**WHAT THIS TASK INVOLVES**.
Go to the line containing "const REQUEST_TIMEOUT: Duration" in the records below and print it and every following line exactly, on through the line containing "malformed config blob.", then stop.

:: PROVIDED DATA ::

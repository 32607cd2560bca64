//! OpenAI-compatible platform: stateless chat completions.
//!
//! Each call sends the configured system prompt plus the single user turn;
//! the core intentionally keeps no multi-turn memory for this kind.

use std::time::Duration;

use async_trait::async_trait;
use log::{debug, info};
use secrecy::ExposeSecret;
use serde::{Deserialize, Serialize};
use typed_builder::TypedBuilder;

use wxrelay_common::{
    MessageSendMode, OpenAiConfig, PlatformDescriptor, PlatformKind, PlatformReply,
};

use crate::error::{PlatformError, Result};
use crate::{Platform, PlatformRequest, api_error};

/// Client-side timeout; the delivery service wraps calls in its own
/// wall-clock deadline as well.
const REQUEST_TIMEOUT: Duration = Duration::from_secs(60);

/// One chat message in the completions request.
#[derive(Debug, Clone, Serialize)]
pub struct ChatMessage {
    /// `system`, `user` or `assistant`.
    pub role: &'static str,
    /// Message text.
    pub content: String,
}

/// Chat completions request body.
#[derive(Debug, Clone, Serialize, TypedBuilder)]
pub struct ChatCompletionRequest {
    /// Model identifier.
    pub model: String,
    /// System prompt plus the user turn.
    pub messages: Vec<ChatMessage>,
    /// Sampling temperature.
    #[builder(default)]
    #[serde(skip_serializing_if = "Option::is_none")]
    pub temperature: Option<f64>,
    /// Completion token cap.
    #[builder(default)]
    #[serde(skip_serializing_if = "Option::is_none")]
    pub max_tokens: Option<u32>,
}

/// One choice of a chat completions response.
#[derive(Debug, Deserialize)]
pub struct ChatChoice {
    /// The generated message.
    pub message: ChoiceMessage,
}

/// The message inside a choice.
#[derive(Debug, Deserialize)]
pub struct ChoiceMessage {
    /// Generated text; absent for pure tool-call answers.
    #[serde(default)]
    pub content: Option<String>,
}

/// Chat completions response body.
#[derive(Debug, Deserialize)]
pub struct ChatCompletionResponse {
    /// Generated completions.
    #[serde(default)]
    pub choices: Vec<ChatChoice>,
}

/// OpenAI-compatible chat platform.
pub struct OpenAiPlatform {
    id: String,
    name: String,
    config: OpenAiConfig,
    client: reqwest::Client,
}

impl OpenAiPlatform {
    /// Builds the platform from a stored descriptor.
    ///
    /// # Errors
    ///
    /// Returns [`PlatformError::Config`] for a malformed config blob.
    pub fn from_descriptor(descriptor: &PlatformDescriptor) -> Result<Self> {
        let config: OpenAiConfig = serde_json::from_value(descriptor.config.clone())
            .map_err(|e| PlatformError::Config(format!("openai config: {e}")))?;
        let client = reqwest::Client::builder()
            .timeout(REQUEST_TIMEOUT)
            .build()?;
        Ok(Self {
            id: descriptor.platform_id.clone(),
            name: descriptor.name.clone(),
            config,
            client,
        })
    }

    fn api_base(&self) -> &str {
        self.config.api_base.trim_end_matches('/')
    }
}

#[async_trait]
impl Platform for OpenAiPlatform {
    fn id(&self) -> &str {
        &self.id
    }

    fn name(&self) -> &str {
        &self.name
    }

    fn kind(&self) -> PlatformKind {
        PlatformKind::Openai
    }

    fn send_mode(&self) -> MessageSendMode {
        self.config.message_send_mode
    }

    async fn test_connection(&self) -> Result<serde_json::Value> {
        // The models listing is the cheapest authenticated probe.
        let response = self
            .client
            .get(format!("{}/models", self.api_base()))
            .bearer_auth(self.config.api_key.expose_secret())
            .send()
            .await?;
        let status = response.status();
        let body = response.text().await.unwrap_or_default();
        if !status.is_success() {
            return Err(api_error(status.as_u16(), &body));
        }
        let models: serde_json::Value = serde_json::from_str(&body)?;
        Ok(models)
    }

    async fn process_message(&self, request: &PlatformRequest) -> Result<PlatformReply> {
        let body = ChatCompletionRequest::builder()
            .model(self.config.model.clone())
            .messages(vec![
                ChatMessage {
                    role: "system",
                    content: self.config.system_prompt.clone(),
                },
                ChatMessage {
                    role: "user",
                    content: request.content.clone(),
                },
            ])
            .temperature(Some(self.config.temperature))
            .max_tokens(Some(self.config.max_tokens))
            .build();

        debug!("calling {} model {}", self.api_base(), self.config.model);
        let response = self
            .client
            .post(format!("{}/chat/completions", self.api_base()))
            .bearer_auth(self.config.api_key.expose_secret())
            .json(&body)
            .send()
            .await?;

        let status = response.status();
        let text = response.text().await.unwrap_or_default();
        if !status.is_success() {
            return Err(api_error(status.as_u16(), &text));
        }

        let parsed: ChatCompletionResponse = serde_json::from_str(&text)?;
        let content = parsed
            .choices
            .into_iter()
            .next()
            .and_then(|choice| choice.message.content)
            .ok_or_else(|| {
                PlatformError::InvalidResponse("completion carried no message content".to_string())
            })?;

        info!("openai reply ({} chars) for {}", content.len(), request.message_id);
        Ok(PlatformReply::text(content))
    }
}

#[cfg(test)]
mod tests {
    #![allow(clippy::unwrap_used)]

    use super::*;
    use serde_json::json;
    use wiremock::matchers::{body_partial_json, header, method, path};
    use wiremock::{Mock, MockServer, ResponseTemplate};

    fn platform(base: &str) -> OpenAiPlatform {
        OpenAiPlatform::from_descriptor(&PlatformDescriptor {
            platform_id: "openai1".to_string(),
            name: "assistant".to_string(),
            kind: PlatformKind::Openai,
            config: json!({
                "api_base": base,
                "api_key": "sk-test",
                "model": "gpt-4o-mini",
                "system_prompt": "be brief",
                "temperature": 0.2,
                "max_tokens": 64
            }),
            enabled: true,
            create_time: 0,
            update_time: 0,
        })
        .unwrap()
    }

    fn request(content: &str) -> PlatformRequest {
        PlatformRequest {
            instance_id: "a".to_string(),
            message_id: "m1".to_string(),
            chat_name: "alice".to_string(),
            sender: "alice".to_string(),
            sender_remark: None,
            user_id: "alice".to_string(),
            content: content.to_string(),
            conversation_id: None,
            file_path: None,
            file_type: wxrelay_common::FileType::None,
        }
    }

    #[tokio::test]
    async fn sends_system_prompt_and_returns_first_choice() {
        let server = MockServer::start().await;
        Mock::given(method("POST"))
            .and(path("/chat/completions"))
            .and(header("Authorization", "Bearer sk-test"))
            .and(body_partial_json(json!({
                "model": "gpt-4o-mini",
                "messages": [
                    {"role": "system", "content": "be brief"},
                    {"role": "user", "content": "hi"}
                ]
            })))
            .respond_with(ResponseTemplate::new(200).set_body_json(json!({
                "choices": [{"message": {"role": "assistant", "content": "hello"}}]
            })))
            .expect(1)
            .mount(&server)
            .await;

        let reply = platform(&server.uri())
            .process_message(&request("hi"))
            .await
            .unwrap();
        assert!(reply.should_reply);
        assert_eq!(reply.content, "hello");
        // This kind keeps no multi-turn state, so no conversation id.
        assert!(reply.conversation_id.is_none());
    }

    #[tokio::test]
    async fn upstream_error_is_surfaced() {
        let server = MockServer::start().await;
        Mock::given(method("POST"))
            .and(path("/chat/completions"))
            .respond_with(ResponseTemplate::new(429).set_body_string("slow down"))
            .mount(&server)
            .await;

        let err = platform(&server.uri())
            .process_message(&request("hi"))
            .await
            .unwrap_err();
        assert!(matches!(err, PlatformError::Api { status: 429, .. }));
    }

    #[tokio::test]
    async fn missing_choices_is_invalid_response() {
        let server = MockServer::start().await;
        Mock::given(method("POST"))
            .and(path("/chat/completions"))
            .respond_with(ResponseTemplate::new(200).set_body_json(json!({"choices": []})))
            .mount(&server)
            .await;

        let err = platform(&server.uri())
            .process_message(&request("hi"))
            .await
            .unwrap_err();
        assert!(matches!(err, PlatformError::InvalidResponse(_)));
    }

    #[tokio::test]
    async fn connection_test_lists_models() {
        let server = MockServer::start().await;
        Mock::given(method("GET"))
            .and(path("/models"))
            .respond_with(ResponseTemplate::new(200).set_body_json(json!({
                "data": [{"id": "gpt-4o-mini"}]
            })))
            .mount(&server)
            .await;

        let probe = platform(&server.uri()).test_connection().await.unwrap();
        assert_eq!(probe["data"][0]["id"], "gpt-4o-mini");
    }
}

:::

**EXERCISE SOLUTION**.
const REQUEST_TIMEOUT: Duration = Duration::from_secs(60);

/// One chat message in the completions request.
#[derive(Debug, Clone, Serialize)]
pub struct ChatMessage {
    /// `system`, `user` or `assistant`.
    pub role: &'static str,
    /// Message text.
    pub content: String,
}

/// Chat completions request body.
#[derive(Debug, Clone, Serialize, TypedBuilder)]
pub struct ChatCompletionRequest {
    /// Model identifier.
    pub model: String,
    /// System prompt plus the user turn.
    pub messages: Vec<ChatMessage>,
    /// Sampling temperature.
    #[builder(default)]
    #[serde(skip_serializing_if = "Option::is_none")]
    pub temperature: Option<f64>,
    /// Completion token cap.
    #[builder(default)]
    #[serde(skip_serializing_if = "Option::is_none")]
    pub max_tokens: Option<u32>,
}

/// One choice of a chat completions response.
#[derive(Debug, Deserialize)]
pub struct ChatChoice {
    /// The generated message.
    pub message: ChoiceMessage,
}

/// The message inside a choice.
#[derive(Debug, Deserialize)]
pub struct ChoiceMessage {
    /// Generated text; absent for pure tool-call answers.
    #[serde(default)]
    pub content: Option<String>,
}

/// Chat completions response body.
#[derive(Debug, Deserialize)]
pub struct ChatCompletionResponse {
    /// Generated completions.
    #[serde(default)]
    pub choices: Vec<ChatChoice>,
}

/// OpenAI-compatible chat platform.
pub struct OpenAiPlatform {
    id: String,
    name: String,
    config: OpenAiConfig,
    client: reqwest::Client,
}

impl OpenAiPlatform {
    /// Builds the platform from a stored descriptor.
    ///
    /// # Errors
    ///
    /// Returns [`PlatformError::Config`] for a malformed config blob.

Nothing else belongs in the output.